Setiap tahun, jutaan umat Islam dari seluruh dunia berbondong-bondong berkumpul di Mekkah. Mengikuti jejak Sang Nabi, Muhammad SAW, untuk berkunjung ke Baitullah. Sebuah "ritual" tahunan yang juga tentu saja melibatkan ratusan ribu jamaah asal Indonesia.
Perjalanan seseorang untuk berhaji tidak bisa disebut mudah. Mulai dari penantian panjang di tanah air hingga segala kesulitan yang harus dihadapi di negeri orang, baik dari segi perbedaan cuaca maupun budaya yang jauh dari sama. Dan tak ketinggalan tentunya fakta bahwa haji adalah sebuah aktivitas fisik yang tak ringan.
Kenapa jutaan orang rela menanti sekian lama untuk berhaji? Dr. H. Ali Rokhmad, M.PD, Kabid Bimbingan Ibadah Kementerian Agama menyebut ibadah haji sebagai puncak ritual bagi umat Muslim.
"Sempurna sudah keislaman seseorang bila sudah menjalankan syariah yang satu ini. Bagi masyarakat Indonesia, berhaji merupakan dambaan dan cita-cita setiap Muslim karena panggilan Allah SWT yang syarat dengan ampunan dan pahala surga".
Ali juga mengatakan bahwa di sejumlah daerah tertentu, menunaikan haji tidak hanya sebagai pencapaian puncak spiritual seseorang bahkan dapat menjadi simbol eksistensi dan statifikasi seseorang di tengah komunitas masyarakatnya.

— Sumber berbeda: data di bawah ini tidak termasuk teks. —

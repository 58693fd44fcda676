//! Session scripts.
//!
//! A script describes the logged-in user and a timed list of gateway events:
//!
//! ```json
//! {
//!   "user_id": 1,
//!   "channels": [{ "id": 5, "name": "general" }],
//!   "steps": [
//!     { "after_ms": 0, "event": { "type": "connected" } },
//!     { "after_ms": 1000, "event": { "type": "disconnected", "code": 1006 } },
//!     { "after_ms": 500, "status": "do_not_disturb" }
//!   ]
//! }
//! ```
//!
//! `after_ms` is relative to the previous step.

use std::{path::Path, time::Duration};

use gatewatch_core::{ChannelId, SessionEvent, Status, UserId};
use serde::Deserialize;

use crate::CliError;

/// A named channel known to the scripted user.
#[derive(Debug, Clone, PartialEq, Eq, Deserialize)]
pub struct ScriptChannel {
    /// Channel identifier.
    pub id: ChannelId,
    /// Display name.
    pub name: String,
}

#[derive(Debug, Deserialize)]
struct RawStep {
    #[serde(default)]
    after_ms: u64,
    #[serde(default)]
    event: Option<SessionEvent>,
    #[serde(default)]
    status: Option<Status>,
}

#[derive(Debug, Deserialize)]
struct RawScript {
    user_id: UserId,
    #[serde(default)]
    status: Status,
    #[serde(default)]
    channels: Vec<ScriptChannel>,
    #[serde(default)]
    steps: Vec<RawStep>,
}

/// What a step does once its delay elapses.
#[derive(Debug, Clone, PartialEq, Eq)]
pub enum StepAction {
    /// Deliver a gateway event.
    Event(SessionEvent),
    /// Change the user's presence status.
    Status(Status),
}

/// One timed step.
#[derive(Debug, Clone, PartialEq, Eq)]
pub struct ScriptStep {
    /// Delay after the previous step.
    pub after: Duration,
    /// Action to perform.
    pub action: StepAction,
}

/// A parsed session script.
#[derive(Debug, Clone, PartialEq, Eq)]
pub struct Script {
    /// Logged-in user.
    pub user_id: UserId,
    /// Initial presence status.
    pub status: Status,
    /// Known channels.
    pub channels: Vec<ScriptChannel>,
    /// Timed steps, in order.
    pub steps: Vec<ScriptStep>,
}

impl Script {
    /// Parse a script from JSON.
    pub fn from_json(json: &str) -> Result<Self, CliError> {
        let raw: RawScript = serde_json::from_str(json)?;

        let steps = raw
            .steps
            .into_iter()
            .enumerate()
            .map(|(index, step)| {
                let action = match (step.event, step.status) {
                    (Some(event), None) => StepAction::Event(event),
                    (None, Some(status)) => StepAction::Status(status),
                    _ => return Err(CliError::InvalidStep { index }),
                };
                Ok(ScriptStep { after: Duration::from_millis(step.after_ms), action })
            })
            .collect::<Result<Vec<_>, _>>()?;

        Ok(Self { user_id: raw.user_id, status: raw.status, channels: raw.channels, steps })
    }

    /// Read and parse a script file.
    pub fn from_path(path: &Path) -> Result<Self, CliError> {
        let json = std::fs::read_to_string(path)?;
        Self::from_json(&json)
    }

    /// Total scripted time.
    pub fn duration(&self) -> Duration {
        self.steps.iter().map(|s| s.after).sum()
    }
}

#[cfg(test)]
mod tests {
    use gatewatch_core::{CloseCode, Disconnect};

    use super::*;

    #[test]
    fn parses_events_and_status_changes() {
        let script = Script::from_json(
            r#"{
                "user_id": 1,
                "channels": [{ "id": 5, "name": "general" }],
                "steps": [
                    { "event": { "type": "connected" } },
                    { "after_ms": 1000, "event": { "type": "disconnected", "code": 1006 } },
                    { "after_ms": 500, "status": "do_not_disturb" },
                    { "after_ms": 10, "event": { "type": "typing_start" } }
                ]
            }"#,
        )
        .unwrap();

        assert_eq!(script.user_id, UserId(1));
        assert_eq!(script.status, Status::Online);
        assert_eq!(script.channels[0].name, "general");
        assert_eq!(script.steps.len(), 4);
        assert_eq!(script.steps[0].after, Duration::ZERO);
        assert_eq!(
            script.steps[1].action,
            StepAction::Event(SessionEvent::Disconnected(Disconnect::with_code(
                CloseCode::ABNORMAL
            )))
        );
        assert_eq!(script.steps[2].action, StepAction::Status(Status::DoNotDisturb));
        assert_eq!(script.steps[3].action, StepAction::Event(SessionEvent::Unknown));
        assert_eq!(script.duration(), Duration::from_millis(1510));
    }

    #[test]
    fn step_needs_exactly_one_action() {
        let neither = Script::from_json(r#"{ "user_id": 1, "steps": [{ "after_ms": 5 }] }"#);
        assert!(matches!(neither, Err(CliError::InvalidStep { index: 0 })));

        let both = Script::from_json(
            r#"{ "user_id": 1, "steps": [
                { "event": { "type": "connected" } },
                { "event": { "type": "connected" }, "status": "idle" }
            ] }"#,
        );
        assert!(matches!(both, Err(CliError::InvalidStep { index: 1 })));
    }

    #[test]
    fn malformed_json_is_a_script_error() {
        assert!(matches!(Script::from_json("{"), Err(CliError::Script(_))));
        assert!(matches!(Script::from_json(r#"{ "steps": [] }"#), Err(CliError::Script(_))));
    }

    #[test]
    fn missing_file_is_io_error() {
        let result = Script::from_path(Path::new("/nonexistent/gatewatch-script.json"));
        assert!(matches!(result, Err(CliError::Io(_))));
    }
}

Pemaknaan haji yang tidak sepenuhnya tepat itu mendorong Konsultan Bimbingan Ibadah Daerah Kerja Mekkah untuk mengingatkan kembali ratusan ribu jamaah Indonesia akan konsep hijrah dalam haji. Haji adalah berhijrah. Meninggalkan segala yang buruk demi kehidupan yang lebih baik.
Di hadapan ratusan jamaah kelompok terbang (kloter) 6 Embarkasi Surabaya, tim Bimbingan Ibadah Daerah Kerja Mekkah, di tempat salat Hotel Dar Hadi yang berada di kawasan Aziziyah, Kamis, mengurai kembali satu persatu tak hanya prosesi tapi makna dari setiap prosesi dalam haji.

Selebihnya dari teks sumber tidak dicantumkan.